Una luce dorata più intensa del bagliore generale sgorgava dai vetri fracassati del Monolito di Cristallo e filtrava sulle dune mobili che ricoprivano il fondovalle. Nel Monolito c'era qualcuno.

Brawne aveva giurato di andare dritta al Palazzo dello Shrike, di fare il possibile per liberare Sileno e di tornare da Sol senza farsi distrarre da niente. Ma aveva visto il profilo di una sagoma umana, nella tomba. Kassad non era ricomparso. Sol le aveva parlato della missione del Console, ma forse il diplomatico era tornato mentre la tempesta infuriava. Padre Duré rimaneva un mistero.

Brawne si avvicinò alla luce e si soffermò sulla soglia del Monolito.

L'interno era ampio e impressionante, si alzava per quasi cento metri fino a un lucernario solo intuito. Le pareti, dall'interno, erano trasparenti, di un ricco color oro e terra di ombra a causa di quella che sembrava luce del sole. L'intensa luce colpiva la scena al centro dell'ampia area che si estendeva davanti a Brawne.
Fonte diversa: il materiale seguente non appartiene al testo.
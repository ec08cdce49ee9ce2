//! Physical database links
//!
//! A [`Connector`] opens links; a [`Link`] runs one statement at a time
//! without blocking: [`Link::dispatch`] starts it and the query manager's
//! polling loop learns about completion through [`Link::poll_complete`].

use std::task::{Context, Poll};

use futures::future::BoxFuture;

use crate::config::ServerConfig;
use crate::error::Result;
use crate::query::Statement;
use crate::row::QueryResult;

pub mod mysql;
mod types;

#[cfg(test)]
pub(crate) mod mock;

pub use self::mysql::MySqlConnector;

/// Opens physical links to a server.
pub trait Connector: Send + Sync {
    /// Connect and prepare the session. No retries.
    fn connect(&self, server: &ServerConfig) -> BoxFuture<'static, Result<Box<dyn Link>>>;
}

/// One open socket to a server.
pub trait Link: Send {
    /// Start executing a statement. Must not block.
    fn dispatch(&mut self, statement: Statement) -> Result<()>;

    /// Readiness check of the dispatched statement.
    fn poll_complete(&mut self, cx: &mut Context<'_>) -> Poll<Result<QueryResult>>;

    /// Round-trip health check.
    fn ping(&mut self) -> BoxFuture<'_, bool>;

    /// Tear the link down. Abandons any statement in flight.
    fn close(&mut self);
}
Fedmahn Kassad giaceva sopra una sorta di lastra funeraria di pietra. Indossava l'uniforme nera della FORCE; le mani livide erano incrociate sul petto. Varie armi, sconosciute a Brawne a eccezione del fucile di assalto, giacevano ai suoi piedi. Il viso era smagrito nella morte, ma non più di quanto lo fosse stato in vita. L'espressione era calma. Non c'era dubbio che Kassad fosse morto: il silenzio della morte permeava l'ambiente come incenso.

Ma l'altra persona nella sala, quella che aveva mostrato il contorno da lontano, attirò ora l'attenzione di Brawne.

Una giovane donna non ancora sulla trentina era in ginocchio accanto al catafalco. Indossava una tuta nera, aveva capelli corti, pelle chiara, occhi grandi. Brawne ricordò la storia del soldato, ricordò i particolari dell'amante fantasma di Kassad.